In contrast, big data also has the potential to “categorize consumers in ways that can result in exclusion of certain populations.” For example, particular uses of big data may create or reinforce existing disparities, such as when it is used to target ads for financial services that otherwise eligible low-income consumers may never receive. Big data may also expose characteristics individuals deem sensitive, including sexual orientation, ethnic origin and religion.
Considerations for Companies Using Big Data
Recognizing the ubiquitous nature of the use of big data, the FTC provided companies some guidance on potentially applicable privacy laws and policy considerations, including:
Compliance with the Fair Credit Reporting Act (“FCRA”)
Background: The FCRA applies to companies, known as consumer reporting agencies (“CRAs”), that compile and sell consumer reports which contain consumer information that is to be used or expected to be used for credit, employment, insurance, housing or similar decisions about consumers’ eligibility for certain benefits and transactions.
Traditional CRAs include credit bureaus, employment background screening companies and other organizations providing particularized services for making consumer eligibility decisions, such as screening tenants.
The report flags a current trend, however, in which companies may purchase predictive analytics products for eligibility determinations. In contrast to traditional credit scoring models, which focus on factors such as past late payments, these companies may use non-traditional characteristics – including a consumer’s zip code, social media usage or shopping history – to create a report on a consumer’s creditworthiness.

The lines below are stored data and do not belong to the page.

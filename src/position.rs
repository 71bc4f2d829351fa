//! Signed hierarchical positions and tree reasoning over the five dimensions.
//!
//! Every dimension is a tree with a single zero state at its root. An entity's
//! place in that tree is stored as a materialized path from the zero state down
//! to the entity, so every query here is a walk over at most two short vectors
//! with no store access.

use std::fmt;
use std::str::FromStr;

use serde::{Deserialize, Serialize};

use crate::entity::EntityProfile;
use crate::error::PositionError;

/// One of the five independent hierarchies an entity can be grounded in.
#[derive(Debug, Clone, Copy, PartialEq, Eq, Hash, PartialOrd, Ord, Serialize, Deserialize)]
#[serde(rename_all = "SCREAMING_SNAKE_CASE")]
pub enum Dimension {
    /// Earth → continents → countries → cities.
    Spatial,
    /// Present → centuries → decades → years.
    Temporal,
    /// Thing → Person/Place/Event → subtypes.
    Taxonomic,
    /// Regional → Local/National/Global.
    Scale,
    /// Knowledge → fields → subfields.
    Domain,
}

impl Dimension {
    /// All dimensions in canonical order.
    pub const ALL: [Dimension; 5] = [
        Dimension::Spatial,
        Dimension::Temporal,
        Dimension::Taxonomic,
        Dimension::Scale,
        Dimension::Domain,
    ];

    /// Upper-case name as persisted (`"SPATIAL"`, ...).
    pub fn as_str(self) -> &'static str {
        match self {
            Self::Spatial => "SPATIAL",
            Self::Temporal => "TEMPORAL",
            Self::Taxonomic => "TAXONOMIC",
            Self::Scale => "SCALE",
            Self::Domain => "DOMAIN",
        }
    }
}

impl fmt::Display for Dimension {
    fn fmt(&self, f: &mut fmt::Formatter<'_>) -> fmt::Result {
        f.write_str(self.as_str())
    }
}

impl FromStr for Dimension {
    type Err = PositionError;

    fn from_str(s: &str) -> Result<Self, Self::Err> {
        Dimension::ALL
            .into_iter()
            .find(|d| d.as_str().eq_ignore_ascii_case(s.trim()))
            .ok_or_else(|| PositionError::UnknownDimension {
                name: s.to_string(),
            })
    }
}

/// Direction of a position relative to its dimension's zero state.
#[derive(Debug, Clone, Copy, PartialEq, Eq, Hash, Serialize, Deserialize)]
#[serde(try_from = "i64", into = "i64")]
pub enum PathSign {
    /// More abstract than the zero state.
    Negative,
    /// The zero state itself.
    Zero,
    /// More specific than the zero state.
    Positive,
}

impl PathSign {
    /// Numeric value in {-1, 0, +1}.
    pub fn value(self) -> i64 {
        match self {
            Self::Negative => -1,
            Self::Zero => 0,
            Self::Positive => 1,
        }
    }
}

impl TryFrom<i64> for PathSign {
    type Error = PositionError;

    fn try_from(sign: i64) -> Result<Self, Self::Error> {
        match sign {
            -1 => Ok(Self::Negative),
            0 => Ok(Self::Zero),
            1 => Ok(Self::Positive),
            other => Err(PositionError::InvalidSign { sign: other }),
        }
    }
}

impl From<PathSign> for i64 {
    fn from(sign: PathSign) -> i64 {
        sign.value()
    }
}

/// An entity's signed position in one dimension tree.
///
/// Construction validates the path invariants, so a `DimensionPosition` in hand
/// always satisfies them:
///
/// - the path is non-empty (it contains at least the zero state),
/// - the first node is the zero state,
/// - sign 0 implies depth 0 and a single-node path,
/// - a non-zero sign implies `depth == path_nodes.len() - 1` and `depth > 0`.
///
/// Example for Paris: `+3:SPATIAL/Earth/Europe/France/Paris`.
#[derive(Debug, Clone, PartialEq, Eq, Hash, Serialize, Deserialize)]
#[serde(try_from = "RawPosition", into = "RawPosition")]
pub struct DimensionPosition {
    dimension: Dimension,
    path_sign: PathSign,
    path_depth: u32,
    path_nodes: Vec<String>,
    zero_state: String,
}

/// Unvalidated wire form of [`DimensionPosition`].
#[derive(Debug, Clone, Serialize, Deserialize)]
pub struct RawPosition {
    pub dimension: Dimension,
    pub path_sign: i64,
    pub path_depth: u32,
    pub path_nodes: Vec<String>,
    pub zero_state: String,
}

impl TryFrom<RawPosition> for DimensionPosition {
    type Error = PositionError;

    fn try_from(raw: RawPosition) -> Result<Self, Self::Error> {
        let sign = PathSign::try_from(raw.path_sign)?;
        DimensionPosition::new(raw.dimension, sign, raw.path_depth, raw.path_nodes, raw.zero_state)
    }
}

impl From<DimensionPosition> for RawPosition {
    fn from(pos: DimensionPosition) -> Self {
        Self {
            dimension: pos.dimension,
            path_sign: pos.path_sign.value(),
            path_depth: pos.path_depth,
            path_nodes: pos.path_nodes,
            zero_state: pos.zero_state,
        }
    }
}

impl DimensionPosition {
    /// Create a validated position.
    pub fn new(
        dimension: Dimension,
        path_sign: PathSign,
        path_depth: u32,
        path_nodes: Vec<String>,
        zero_state: impl Into<String>,
    ) -> Result<Self, PositionError> {
        if path_nodes.is_empty() {
            return Err(PositionError::EmptyPath {
                dimension: dimension.to_string(),
            });
        }
        let zero_state = zero_state.into();
        if !same_label(&path_nodes[0], &zero_state) {
            return Err(PositionError::RootMismatch {
                dimension: dimension.to_string(),
                root: path_nodes[0].clone(),
                zero_state,
            });
        }
        match path_sign {
            PathSign::Zero if path_depth != 0 => {
                return Err(PositionError::ZeroStateDepth {
                    dimension: dimension.to_string(),
                    depth: path_depth,
                });
            }
            PathSign::Zero if path_nodes.len() != 1 => {
                return Err(PositionError::DepthMismatch {
                    dimension: dimension.to_string(),
                    depth: path_depth,
                    nodes: path_nodes.len(),
                });
            }
            PathSign::Zero => {}
            PathSign::Negative | PathSign::Positive => {
                if path_depth == 0 || path_depth as usize != path_nodes.len() - 1 {
                    return Err(PositionError::DepthMismatch {
                        dimension: dimension.to_string(),
                        depth: path_depth,
                        nodes: path_nodes.len(),
                    });
                }
            }
        }
        Ok(Self {
            dimension,
            path_sign,
            path_depth,
            path_nodes,
            zero_state,
        })
    }

    /// Position more specific than the zero state, with depth derived from the path.
    ///
    /// The first node is taken as the zero state. A single-node path is the
    /// zero state itself.
    pub fn from_path<I, S>(dimension: Dimension, nodes: I) -> Result<Self, PositionError>
    where
        I: IntoIterator<Item = S>,
        S: Into<String>,
    {
        let nodes: Vec<String> = nodes.into_iter().map(Into::into).collect();
        let zero_state = nodes.first().cloned().ok_or_else(|| PositionError::EmptyPath {
            dimension: dimension.to_string(),
        })?;
        let depth = (nodes.len() - 1) as u32;
        let sign = if depth == 0 {
            PathSign::Zero
        } else {
            PathSign::Positive
        };
        Self::new(dimension, sign, depth, nodes, zero_state)
    }

    pub fn dimension(&self) -> Dimension {
        self.dimension
    }

    pub fn path_sign(&self) -> PathSign {
        self.path_sign
    }

    pub fn path_depth(&self) -> u32 {
        self.path_depth
    }

    /// Path from the zero state to the entity, root first.
    pub fn path_nodes(&self) -> &[String] {
        &self.path_nodes
    }

    pub fn zero_state(&self) -> &str {
        &self.zero_state
    }

    /// Signed distance from the zero state: `sign * depth`.
    pub fn signed_depth(&self) -> i64 {
        self.path_sign.value() * i64::from(self.path_depth)
    }

    /// Whether `label` (case-insensitive) is on this path.
    pub fn contains(&self, label: &str) -> bool {
        let label = label.trim();
        self.path_nodes.iter().any(|n| same_label(n, label))
    }
}

impl fmt::Display for DimensionPosition {
    fn fmt(&self, f: &mut fmt::Formatter<'_>) -> fmt::Result {
        let sign = match self.path_sign {
            PathSign::Positive => "+",
            PathSign::Negative => "-",
            PathSign::Zero => "",
        };
        write!(
            f,
            "{sign}{}:{}/{}",
            self.path_depth,
            self.dimension,
            self.path_nodes.join("/")
        )
    }
}

/// Case-insensitive label equality.
pub(crate) fn same_label(a: &str, b: &str) -> bool {
    a == b || a.to_lowercase() == b.to_lowercase()
}

/// Number of leading nodes two paths share.
fn common_prefix_len(a: &[String], b: &[String]) -> usize {
    a.iter()
        .zip(b.iter())
        .take_while(|(x, y)| same_label(x, y))
        .count()
}

// ---------------------------------------------------------------------------
// Tree reasoning on profiles
// ---------------------------------------------------------------------------

impl EntityProfile {
    /// Position in `dimension`, if the entity is grounded there.
    pub fn get_position(&self, dimension: Dimension) -> Option<&DimensionPosition> {
        self.positions.get(&dimension)
    }

    /// Path nodes from the zero state down to this entity. Empty without a position.
    pub fn navigate_from_zero(&self, dimension: Dimension) -> Vec<String> {
        self.get_position(dimension)
            .map(|p| p.path_nodes.clone())
            .unwrap_or_default()
    }

    /// Path nodes from this entity up to the zero state. Empty without a position.
    pub fn navigate_toward_zero(&self, dimension: Dimension) -> Vec<String> {
        let mut path = self.navigate_from_zero(dimension);
        path.reverse();
        path
    }

    /// Signed distance from the zero state, 0 without a position.
    pub fn distance_from_zero(&self, dimension: Dimension) -> i64 {
        self.get_position(dimension)
            .map_or(0, DimensionPosition::signed_depth)
    }

    /// Whether `label` appears anywhere on this entity's path in `dimension`.
    ///
    /// Used both for "is located in" (SPATIAL) and "is a kind of"
    /// (TAXONOMIC, DOMAIN) checks.
    pub fn is_descendant_of(&self, label: &str, dimension: Dimension) -> bool {
        self.get_position(dimension)
            .is_some_and(|p| p.contains(label))
    }

    /// Last node of the longest common prefix of both paths in `dimension`.
    ///
    /// `None` when either entity lacks the dimension or the roots differ.
    pub fn shared_ancestor<'a>(&'a self, other: &EntityProfile, dimension: Dimension) -> Option<&'a str> {
        let mine = self.get_position(dimension)?;
        let theirs = other.get_position(dimension)?;
        let shared = common_prefix_len(&mine.path_nodes, &theirs.path_nodes);
        if shared == 0 {
            return None;
        }
        Some(mine.path_nodes[shared - 1].as_str())
    }

    /// Steps from each entity up to their shared prefix, summed.
    ///
    /// Returns -1 when there is no shared prefix or either entity lacks the
    /// dimension. Identical paths are at distance 0.
    pub fn hierarchical_distance(&self, other: &EntityProfile, dimension: Dimension) -> i64 {
        let (Some(mine), Some(theirs)) = (self.get_position(dimension), other.get_position(dimension)) else {
            return -1;
        };
        let shared = common_prefix_len(&mine.path_nodes, &theirs.path_nodes);
        if shared == 0 {
            return -1;
        }
        ((mine.path_nodes.len() - shared) + (theirs.path_nodes.len() - shared)) as i64
    }
}
//! Pattern-based claim parsing.
//!
//! Claims are matched against an ordered list of surface patterns; the first
//! match wins. The output is a [`ParsedClaim`], a typed triple that the
//! verifier consumes without ever seeing the regexes.

use std::fmt;
use std::sync::LazyLock;

use regex::Regex;
use serde::{Deserialize, Serialize};

// ── Regex patterns ──────────────────────────────────────────────────────

static RE_ATTRIBUTION_VERB: LazyLock<Regex> = LazyLock::new(|| {
    Regex::new(r"(?i)^(.+?)\s+(created|wrote|invented|developed|discovered|founded|built)\s+(.+)").unwrap()
});

static RE_ATTRIBUTION_NOUN: LazyLock<Regex> = LazyLock::new(|| {
    Regex::new(r"(?i)^(.+?)\s+is\s+the\s+(creator|inventor|author|founder)\s+of\s+(.+)").unwrap()
});

static RE_LOCATION_IN: LazyLock<Regex> = LazyLock::new(|| {
    Regex::new(r"(?i)^(.+?)\s+is\s+(?:in|located\s+in|situated\s+in)\s+(.+)").unwrap()
});

static RE_LOCATION_CAPITAL: LazyLock<Regex> = LazyLock::new(|| {
    Regex::new(r"(?i)^(.+?)\s+is\s+the\s+capital\s+of\s+(.+)").unwrap()
});

static RE_TEMPORAL_BORN: LazyLock<Regex> = LazyLock::new(|| {
    Regex::new(r"(?i)^(.+?)\s+was\s+born\s+in\s+(\d{4})").unwrap()
});

static RE_TEMPORAL_EVENT: LazyLock<Regex> = LazyLock::new(|| {
    Regex::new(r"(?i)^(.+?)\s+(?:happened|occurred)\s+in\s+(\d{4})").unwrap()
});

static RE_PROPERTY: LazyLock<Regex> = LazyLock::new(|| {
    Regex::new(r"(?i)^(.+?)\s+(?:is|was)\s+(?:a|an)\s+(.+)").unwrap()
});

static RE_RELATION_PHRASE: LazyLock<Regex> = LazyLock::new(|| {
    Regex::new(
        r"(?i)^(.+?)\s+is\s+(related\s+to|associated\s+with|connected\s+to|linked\s+to|part\s+of|known\s+for)\s+(.+)",
    )
    .unwrap()
});

static RE_RELATION_VERB: LazyLock<Regex> = LazyLock::new(|| {
    Regex::new(
        r"(?i)^(.+?)\s+(influenced|inspired|succeeded|preceded|married|visited|studied|taught|led|ruled|defeated|won)\s+(.+)",
    )
    .unwrap()
});

// ── Types ───────────────────────────────────────────────────────────────

/// Coarse claim category, reported on every verification result.
#[derive(Debug, Clone, Copy, PartialEq, Eq, Hash, Serialize, Deserialize)]
#[serde(rename_all = "lowercase")]
pub enum ClaimType {
    /// "X created/invented/wrote Y".
    Attribution,
    /// "X is in Y", "X is the capital of Y".
    Location,
    /// "X was born in 1879", "X happened in 1969".
    Temporal,
    /// "X is a Y".
    Property,
    /// Any other relation between two entities.
    Relation,
}

impl fmt::Display for ClaimType {
    fn fmt(&self, f: &mut fmt::Formatter<'_>) -> fmt::Result {
        let name = match self {
            Self::Attribution => "attribution",
            Self::Location => "location",
            Self::Temporal => "temporal",
            Self::Property => "property",
            Self::Relation => "relation",
        };
        f.write_str(name)
    }
}

/// Flavour of a location claim.
#[derive(Debug, Clone, Copy, PartialEq, Eq, Hash, Serialize, Deserialize)]
pub enum LocationKind {
    /// "is in", "is located in", "is situated in".
    Within,
    /// "is the capital of".
    CapitalOf,
}

/// Flavour of a temporal claim.
#[derive(Debug, Clone, Copy, PartialEq, Eq, Hash, Serialize, Deserialize)]
pub enum TemporalEvent {
    Born,
    Occurred,
}

/// A claim reduced to a typed triple. Mentions are kept verbatim (trimmed);
/// grounding decides how to normalize them.
#[derive(Debug, Clone, PartialEq, Eq, Serialize, Deserialize)]
pub enum ParsedClaim {
    Attribution {
        subject: String,
        /// Past-tense verb, lower-cased (`invented`, `wrote`, ...).
        verb: String,
        object: String,
    },
    Location {
        subject: String,
        place: String,
        kind: LocationKind,
    },
    Temporal {
        subject: String,
        event: TemporalEvent,
        year: String,
    },
    Property {
        subject: String,
        property: String,
    },
    Relation {
        subject: String,
        relation: String,
        object: String,
    },
}

impl ParsedClaim {
    pub fn claim_type(&self) -> ClaimType {
        match self {
            Self::Attribution { .. } => ClaimType::Attribution,
            Self::Location { .. } => ClaimType::Location,
            Self::Temporal { .. } => ClaimType::Temporal,
            Self::Property { .. } => ClaimType::Property,
            Self::Relation { .. } => ClaimType::Relation,
        }
    }

    pub fn subject(&self) -> &str {
        match self {
            Self::Attribution { subject, .. }
            | Self::Location { subject, .. }
            | Self::Temporal { subject, .. }
            | Self::Property { subject, .. }
            | Self::Relation { subject, .. } => subject,
        }
    }

    /// Object mention that names an entity, if the claim has one.
    ///
    /// Properties and years are matched as text, not grounded.
    pub fn object_mention(&self) -> Option<&str> {
        match self {
            Self::Attribution { object, .. } | Self::Relation { object, .. } => Some(object),
            Self::Location { place, .. } => Some(place),
            Self::Temporal { .. } | Self::Property { .. } => None,
        }
    }
}

/// Verb implied by a noun-form attribution ("the inventor of").
fn verb_for_role(role: &str) -> String {
    match role.to_lowercase().as_str() {
        "creator" => "created".into(),
        "inventor" => "invented".into(),
        "author" => "wrote".into(),
        "founder" => "founded".into(),
        other => other.into(),
    }
}

fn group(caps: &regex::Captures<'_>, i: usize) -> String {
    caps.get(i).map_or_else(String::new, |m| m.as_str().trim().to_string())
}

/// Ordered surface-pattern matcher.
#[derive(Debug, Clone, Copy, Default)]
pub struct ClaimParser;

impl ClaimParser {
    pub fn new() -> Self {
        Self
    }

    /// Parse a claim; `None` when no pattern matches.
    ///
    /// Surrounding whitespace and trailing periods are ignored; matching is
    /// case-insensitive.
    pub fn parse(&self, claim: &str) -> Option<ParsedClaim> {
        let text = claim.trim().trim_end_matches('.').trim_end();

        if let Some(c) = RE_ATTRIBUTION_VERB.captures(text) {
            return Some(ParsedClaim::Attribution {
                subject: group(&c, 1),
                verb: group(&c, 2).to_lowercase(),
                object: group(&c, 3),
            });
        }
        if let Some(c) = RE_ATTRIBUTION_NOUN.captures(text) {
            return Some(ParsedClaim::Attribution {
                subject: group(&c, 1),
                verb: verb_for_role(&group(&c, 2)),
                object: group(&c, 3),
            });
        }
        if let Some(c) = RE_LOCATION_IN.captures(text) {
            return Some(ParsedClaim::Location {
                subject: group(&c, 1),
                place: group(&c, 2),
                kind: LocationKind::Within,
            });
        }
        if let Some(c) = RE_LOCATION_CAPITAL.captures(text) {
            return Some(ParsedClaim::Location {
                subject: group(&c, 1),
                place: group(&c, 2),
                kind: LocationKind::CapitalOf,
            });
        }
        if let Some(c) = RE_TEMPORAL_BORN.captures(text) {
            return Some(ParsedClaim::Temporal {
                subject: group(&c, 1),
                event: TemporalEvent::Born,
                year: group(&c, 2),
            });
        }
        if let Some(c) = RE_TEMPORAL_EVENT.captures(text) {
            return Some(ParsedClaim::Temporal {
                subject: group(&c, 1),
                event: TemporalEvent::Occurred,
                year: group(&c, 2),
            });
        }
        if let Some(c) = RE_PROPERTY.captures(text) {
            return Some(ParsedClaim::Property {
                subject: group(&c, 1),
                property: group(&c, 2),
            });
        }
        if let Some(c) = RE_RELATION_PHRASE.captures(text).or_else(|| RE_RELATION_VERB.captures(text)) {
            let relation = group(&c, 2)
                .to_lowercase()
                .split_whitespace()
                .collect::<Vec<_>>()
                .join(" ");
            return Some(ParsedClaim::Relation {
                subject: group(&c, 1),
                relation,
                object: group(&c, 3),
            });
        }
        None
    }
}

#[cfg(test)]
mod tests {
    use super::*;

    fn parse(text: &str) -> Option<ParsedClaim> {
        ClaimParser::new().parse(text)
    }

    #[test]
    fn attribution_verbs_and_roles() {
        assert_eq!(
            parse("Thomas Edison invented the telephone."),
            Some(ParsedClaim::Attribution {
                subject: "Thomas Edison".into(),
                verb: "invented".into(),
                object: "the telephone".into(),
            })
        );
        assert_eq!(
            parse("Alexander Graham Bell is the inventor of the telephone"),
            Some(ParsedClaim::Attribution {
                subject: "Alexander Graham Bell".into(),
                verb: "invented".into(),
                object: "the telephone".into(),
            })
        );
        let Some(ParsedClaim::Attribution { verb, .. }) = parse("Shakespeare is the AUTHOR of Hamlet") else {
            panic!("expected attribution");
        };
        assert_eq!(verb, "wrote");
    }

    #[test]
    fn location_forms() {
        assert_eq!(
            parse("Paris is the capital of France"),
            Some(ParsedClaim::Location {
                subject: "Paris".into(),
                place: "France".into(),
                kind: LocationKind::CapitalOf,
            })
        );
        let parsed = parse("  The Louvre is located in Paris  ").unwrap();
        assert_eq!(parsed.subject(), "The Louvre");
        assert_eq!(parsed.object_mention(), Some("Paris"));
        assert_eq!(parsed.claim_type(), ClaimType::Location);
    }

    #[test]
    fn temporal_before_property() {
        assert_eq!(
            parse("Albert Einstein was born in 1879"),
            Some(ParsedClaim::Temporal {
                subject: "Albert Einstein".into(),
                event: TemporalEvent::Born,
                year: "1879".into(),
            })
        );
        let Some(ParsedClaim::Temporal { event, .. }) = parse("The Moon landing happened in 1969") else {
            panic!("expected temporal");
        };
        assert_eq!(event, TemporalEvent::Occurred);
        assert_eq!(
            parse("Albert Einstein was a physicist"),
            Some(ParsedClaim::Property {
                subject: "Albert Einstein".into(),
                property: "physicist".into(),
            })
        );
    }

    #[test]
    fn residual_relations() {
        assert_eq!(
            parse("Einstein is associated with   Princeton"),
            Some(ParsedClaim::Relation {
                subject: "Einstein".into(),
                relation: "associated with".into(),
                object: "Princeton".into(),
            })
        );
        let parsed = parse("Napoleon defeated Austria").unwrap();
        assert_eq!(parsed.claim_type(), ClaimType::Relation);
        assert_eq!(parsed.object_mention(), Some("Austria"));
    }

    #[test]
    fn unmatched_claims() {
        assert_eq!(parse("Hello world"), None);
        assert_eq!(parse(""), None);
        assert_eq!(parse("..."), None);
    }
}
impl VerificationResult {
    fn new(claim: &str, status: VerificationStatus, confidence: f64) -> Self {
        Self {
            claim: claim.to_string(),
            status,
            claim_type: None,
            confidence,
            subject: None,
            object: None,
            supporting_evidence: Vec::new(),
            contradicting_evidence: Vec::new(),
            correction: None,
            abstention_reason: None,
            confidence_threshold: VerifierConfig::default().confidence_threshold,
        }
    }

    fn typed(mut self, claim_type: ClaimType) -> Self {
        self.claim_type = Some(claim_type);
        self
    }

    fn about(mut self, subject: &EntityProfile, object: Option<&EntityProfile>) -> Self {
        self.subject = Some(subject.clone());
        self.object = object.cloned();
        self
    }

    fn supported_by(mut self, evidence: impl Into<String>) -> Self {
        self.supporting_evidence.push(evidence.into());
        self
    }

    fn contradicted_by(mut self, evidence: impl Into<String>) -> Self {
        self.contradicting_evidence.push(evidence.into());
        self
    }

    fn corrected(mut self, correction: impl Into<String>) -> Self {
        self.correction = Some(correction.into());
        self
    }

    fn abstain(mut self, reason: impl Into<String>) -> Self {
        self.abstention_reason = Some(reason.into());
        self
    }

    /// Whether the confidence clears the threshold.
    pub fn is_confident(&self) -> bool {
        self.confidence >= self.confidence_threshold
    }

    /// Status after the confidence gate. Only SUPPORTED and CONTRADICTED are
    /// ever downgraded.
    pub fn effective_status(&self) -> VerificationStatus {
        match self.status {
            VerificationStatus::Supported | VerificationStatus::Contradicted if !self.is_confident() => {
                VerificationStatus::Unverifiable
            }
            status => status,
        }
    }

    pub fn confidence_threshold(&self) -> f64 {
        self.confidence_threshold
    }
}

impl fmt::Display for VerificationResult {
    fn fmt(&self, f: &mut fmt::Formatter<'_>) -> fmt::Result {
        write!(f, "[{}] {}", self.effective_status().glyph(), self.claim)?;
        if !self.is_confident() {
            write!(f, " (conf={:.2})", self.confidence)?;
        }
        Ok(())
    }
}

fn capitalize(text: &str) -> String {
    let mut chars = text.chars();
    match chars.next() {
        Some(first) => first.to_uppercase().chain(chars).collect(),
        None => String::new(),
    }
}

fn hierarchy_evidence(profile: &EntityProfile, dimension: Dimension) -> String {
    format!("{dimension} hierarchy: {}", profile.navigate_from_zero(dimension).join(" > "))
}

/// Property keys that hold dates for an event kind.
fn is_date_key(key: &str, event: TemporalEvent) -> bool {
    let key = key.to_lowercase();
    let hints: &[&str] = match event {
        TemporalEvent::Born => &["birth", "born"],
        TemporalEvent::Occurred => &["date", "year", "time", "inception", "occurred", "happened"],
    };
    hints.iter().any(|h| key.contains(h))
}

/// Verifies free-text claims against a knowledge store.
pub struct ClaimVerifier<S> {
    engine: SpreadingActivation<S>,
    parser: ClaimParser,
    config: VerifierConfig,
}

When a company uses such a report to determine whether the individual is a good credit risk, it should be mindful of the potential applicability of the FCRA.
Federal Trade Commission Act (“FTC Act”)
Background: Section 5 of the FTC Act prohibits unfair or deceptive acts or practices in or affecting commerce. Under the FTC Act, an act or practice is deceptive if it involves a material statement or omission that is likely to mislead a consumer acting reasonably under the circumstances. Similarly, a failure to disclose material information may violate Section 5.
In addition, an unfair practice is one that is likely to cause substantial consumer injury where (i) the injury is not reasonably avoidable by consumers, and (ii) benefits to consumers or competition do not outweigh the injury.
Ensure that your company is not violating any material promises to consumers, including promises (i) to refrain from sharing data with third parties, (i) to provide consumers with choices about sharing and (iii) to safeguard consumers’ personal information;
Take steps to reasonably secure consumers’ data; and
Do not sell big data analytics products to consumers that you know or have reason to know will use the products for fraudulent purposes.
This fact-specific inquiry will focus on whether the company is offering or using big data analytics in a deceptive or unfair way.
Because big data raises new potential discriminatory harms, the FTC recommends business ask themselves a number of questions, including:
How representative is the data set? If its data set is missing information regarding certain populations (e.g., individuals who are not very tech-savy), a company should take steps to address this underrepresentation.
* Does the data model account for biases? For example, a company that has a big data algorithm that only considers applicants from “top tier” schools to help them make hiring decisions may be incorporating previous biases in college admission decisions.
For its part, the Commission promises to continue monitoring big data practices to ensure compliance with existing laws and to bring enforcement actions where it deems appropriate.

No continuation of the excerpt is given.